Title compared finally figuring out that these near synchronous events are related to how scientists finally figured out continental drift. “Everyone could see how Africa and South America could have once fit together, but no one could imagine the physical processes that could make that happen,” he said, “but all of a sudden someone measured it and figured out sea floor spreading and it made perfect sense.”

In response to a question of whether the magnetic field on the Sun has areas similar to fault lines on the Earth where magnetic lines emerge repeatedly, Schrijver told Universe Today that the magnetic field lines come from the deep within the solar interior, but why it chooses to emerge in certain areas repeatedly is a mystery. “There are successive nests, where they come up one after another, or preferred regions,” he said, but our details on this are fairly weak. Most of time we don’t know where magnetic field lines will emerge from the sun.”

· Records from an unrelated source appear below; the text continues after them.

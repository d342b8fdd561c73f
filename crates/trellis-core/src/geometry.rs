//! Box geometry reported by the host.
//!
//! All coordinates are in document space (CSS pixels). Hosts report zero-sized
//! boxes for nodes that are detached or hidden, so every consumer must treat
//! [`Rect::ZERO`] as a valid answer rather than an error.

use std::ops::Mul;

use crate::math::Vec2;

#[derive(Debug, Clone, Copy, PartialEq, Eq, Hash, Default)]
pub struct Rect<T> {
    pub x: T,
    pub y: T,
    pub width: T,
    pub height: T,
}

impl<T> Rect<T> {
    pub fn new(x: T, y: T, width: T, height: T) -> Self {
        Rect {
            x,
            y,
            width,
            height,
        }
    }
}

impl Rect<f32> {
    pub const ZERO: Rect<f32> = Rect {
        x: 0.0,
        y: 0.0,
        width: 0.0,
        height: 0.0,
    };

    pub fn from_origin_size(origin: Vec2, size: Size<f32>) -> Self {
        Rect::new(origin.x, origin.y, size.width, size.height)
    }

    pub fn origin(&self) -> Vec2 {
        Vec2::new(self.x, self.y)
    }

    pub fn size(&self) -> Size<f32> {
        Size::new(self.width, self.height)
    }

    /// Right edge (`x + width`).
    pub fn right(&self) -> f32 {
        self.x + self.width
    }

    /// Bottom edge (`y + height`).
    pub fn bottom(&self) -> f32 {
        self.y + self.height
    }

    pub fn is_empty(&self) -> bool {
        self.width <= 0.0 || self.height <= 0.0
    }

    pub fn contains(&self, point: Vec2) -> bool {
        point.x >= self.x && point.x <= self.right() && point.y >= self.y && point.y <= self.bottom()
    }

    /// Overlapping region of two rects; zero-sized when they do not overlap.
    pub fn intersect(&self, other: &Rect<f32>) -> Rect<f32> {
        let x = self.x.max(other.x);
        let y = self.y.max(other.y);
        let right = self.right().min(other.right());
        let bottom = self.bottom().min(other.bottom());
        Rect::new(x, y, (right - x).max(0.0), (bottom - y).max(0.0))
    }
}

#[derive(Debug, Clone, Copy, PartialEq, Eq, Hash, Default)]
pub struct Size<T> {
    pub width: T,
    pub height: T,
}

impl<T> Size<T> {
    pub fn new(width: T, height: T) -> Self {
        Size { width, height }
    }

    pub fn cast<U: From<T>>(self) -> Size<U> {
        Size {
            width: U::from(self.width),
            height: U::from(self.height),
        }
    }
}

impl Size<f32> {
    pub const ZERO: Size<f32> = Size {
        width: 0.0,
        height: 0.0,
    };
}

impl<T: Mul + Copy> Mul<T> for Size<T> {
    type Output = Size<<T as Mul>::Output>;

    fn mul(self, rhs: T) -> Self::Output {
        Size {
            width: self.width * rhs,
            height: self.height * rhs,
        }
    }
}

#[derive(Debug, Clone, Copy, PartialEq, Eq, Hash, Default)]
pub struct Pos<T> {
    pub x: T,
    pub y: T,
}

impl<T> Pos<T> {
    pub fn new(x: T, y: T) -> Self {
        Pos { x, y }
    }
}
use std::time::Duration;

use indexmap::IndexMap;
use tracing::{debug, trace};
use trellis_core::alloc::HashMap;
use trellis_core::{ListenKind, ListenTarget, ListenerId, NodeId};

use crate::clip::Clippable;
use crate::context::UiContext;
use crate::element::Element;
use crate::event::{PointerEvent, PointerKind};
use crate::group::{Group, GroupItem};
use crate::tool::factory::{ToolFactory, ToolSelector};
use crate::tool::tool::{Tool, TooltipParts};
use crate::widget::{Icon, Label, Widget, WidgetBase, WidgetId};

/// Presentation of a tool group.
#[derive(Debug, Clone, Copy, PartialEq, Eq, Default)]
pub enum ToolGroupKind {
    /// Tools laid out inline.
    #[default]
    Bar,
    /// Drop-down list of labeled tools.
    List,
    /// Drop-down menu labeled with the titles of its active tools.
    Menu,
}

impl ToolGroupKind {
    pub fn is_popup(&self) -> bool {
        !matches!(self, ToolGroupKind::Bar)
    }

    pub fn tooltips(&self) -> TooltipParts {
        match self {
            ToolGroupKind::Bar => TooltipParts {
                title: true,
                accel: true,
            },
            ToolGroupKind::List | ToolGroupKind::Menu => TooltipParts {
                title: false,
                accel: true,
            },
        }
    }

    fn class(&self) -> &'static str {
        match self {
            ToolGroupKind::Bar => "trellis-barToolGroup",
            ToolGroupKind::List => "trellis-listToolGroup",
            ToolGroupKind::Menu => "trellis-menuToolGroup",
        }
    }
}

/// Configuration of one group in a toolbar.
#[derive(Debug, Clone, Default)]
pub struct ToolGroupConfig {
    /// Defaults to [`ToolGroupKind::List`] for a catch-all group, otherwise [`ToolGroupKind::Bar`].
    pub kind: Option<ToolGroupKind>,
    pub include: Vec<ToolSelector>,
    pub exclude: Vec<ToolSelector>,
    pub promote: Vec<ToolSelector>,
    pub demote: Vec<ToolSelector>,
    /// Message key of the handle label of popup groups.
    pub label: Option<String>,
    /// Handle icon of popup groups; defaults to `down`.
    pub icon: Option<String>,
}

Title said heliophysics research is still in its infancy, but the new resources SDO provides might bring a new era in this area of study.

“We’ve reached a turning point in our ability to forecast space weather,” said Title. “We now have evidence that multiple events can be triggered by other events that occur in regions that cannot be observed from Earth orbit. This gives us a new appreciation of why solar flare and CME predictions have been less than perfect. As we seek to understand the causes of eruptive and explosive events that will improve our ability to forecast space weather, it is clear that we must be able to analyze most of the evolving global solar field, if not all of it.”